=== Section Start ===

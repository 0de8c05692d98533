// Copyright (c) 2025, The Ruskit Authors
// MIT License
// All rights reserved.

//! # Subscription Registry
//!
//! Every subscription and responder is captured as a [`SubscriptionAction`]:
//! a replayable closure that opens a channel, declares its exchange, queue and
//! bindings, and starts consuming. Actions are registered once, run right
//! away, and run again after every reconnect.
//!
//! An action runs at most once per connection generation, so a registration
//! racing a replay never starts a second consumer.

use crate::{
    connection::{ConnectionHandle, PersistentConnection},
    errors::AmqpError,
};
use futures_util::future::{join_all, BoxFuture};
use parking_lot::RwLock;
use std::sync::{
    atomic::{AtomicU64, Ordering},
    Arc,
};
use tracing::{debug, error, info, warn};

pub type ActionFn =
    Arc<dyn Fn(ConnectionHandle) -> BoxFuture<'static, Result<(), AmqpError>> + Send + Sync>;

pub struct SubscriptionAction {
    name: String,
    run: ActionFn,
    /// Generation the action last completed on; 0 means never.
    generation: AtomicU64,
    gate: tokio::sync::Mutex<()>,
}

impl SubscriptionAction {
    pub fn new<F>(name: &str, run: F) -> Arc<SubscriptionAction>
    where
        F: Fn(ConnectionHandle) -> BoxFuture<'static, Result<(), AmqpError>>
            + Send
            + Sync
            + 'static,
    {
        Arc::new(SubscriptionAction {
            name: name.to_owned(),
            run: Arc::new(run),
            generation: AtomicU64::new(0),
            gate: tokio::sync::Mutex::new(()),
        })
    }

    pub fn name(&self) -> &str {
        &self.name
    }

    /// Generation the action last completed on, 0 if it never did.
    pub fn generation(&self) -> u64 {
        self.generation.load(Ordering::SeqCst)
    }

    /// Runs the action against `handle` unless it already completed on that
    /// generation. Returns whether it ran.
    pub async fn execute(&self, handle: ConnectionHandle) -> Result<bool, AmqpError> {
        let _gate = self.gate.lock().await;
        if self.generation.load(Ordering::SeqCst) >= handle.generation {
            return Ok(false);
        }

        let generation = handle.generation;
        (self.run)(handle).await?;
        self.generation.store(generation, Ordering::SeqCst);
        debug!(action = %self.name, generation, "subscription action executed");
        Ok(true)
    }
}

pub struct SubscriptionRegistry {
    actions: RwLock<Vec<Arc<SubscriptionAction>>>,
}

impl Default for SubscriptionRegistry {
    fn default() -> Self {
        SubscriptionRegistry::new()
    }
}

impl SubscriptionRegistry {
    pub fn new() -> SubscriptionRegistry {
        SubscriptionRegistry {
            actions: RwLock::new(vec![]),
        }
    }

    /// Appends `action` and executes it once.
    ///
    /// Transient connectivity failures are swallowed: the action stays
    /// registered and the next replay completes it. Any other failure removes
    /// the action again and is returned to the caller.
    pub async fn register(
        &self,
        action: Arc<SubscriptionAction>,
        connection: &PersistentConnection,
    ) -> Result<(), AmqpError> {
        self.actions.write().push(action.clone());

        let result = match connection.handle() {
            Ok(handle) => action.execute(handle).await.map(|_| ()),
            Err(err) => Err(err),
        };

        match result {
            Ok(()) => Ok(()),
            Err(err) if err.is_transient() => {
                info!(
                    action = action.name(),
                    error = err.to_string(),
                    "connection unavailable, action will run on reconnect"
                );
                Ok(())
            }
            Err(err) => {
                error!(
                    action = action.name(),
                    error = err.to_string(),
                    "failure to execute subscription action"
                );
                self.actions.write().retain(|a| !Arc::ptr_eq(a, &action));
                Err(err)
            }
        }
    }

    /// Executes every registered action against `handle`. Actions are
    /// independent, so they run concurrently; failures are logged and left
    /// for the next reconnect.
    pub async fn replay_all(&self, handle: &ConnectionHandle) -> usize {
        let actions: Vec<Arc<SubscriptionAction>> = self.actions.read().clone();
        debug!(
            count = actions.len(),
            generation = handle.generation,
            "replaying subscription actions"
        );

        let results = join_all(actions.iter().map(|a| a.execute(handle.clone()))).await;

        let mut executed = 0;
        for (action, result) in actions.iter().zip(results) {
            match result {
                Ok(true) => executed += 1,
                Ok(false) => {}
                Err(err) => warn!(
                    action = action.name(),
                    error = err.to_string(),
                    "failure to replay subscription action"
                ),
            }
        }
        executed
    }

    pub fn len(&self) -> usize {
        self.actions.read().len()
    }

    pub fn is_empty(&self) -> bool {
        self.len() == 0
    }
}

=== Section End ===

Work task:
Scan the data above, please, and give the number of lines where the word "BoxFuture" occurs, with no further text.

Reply to the task:
3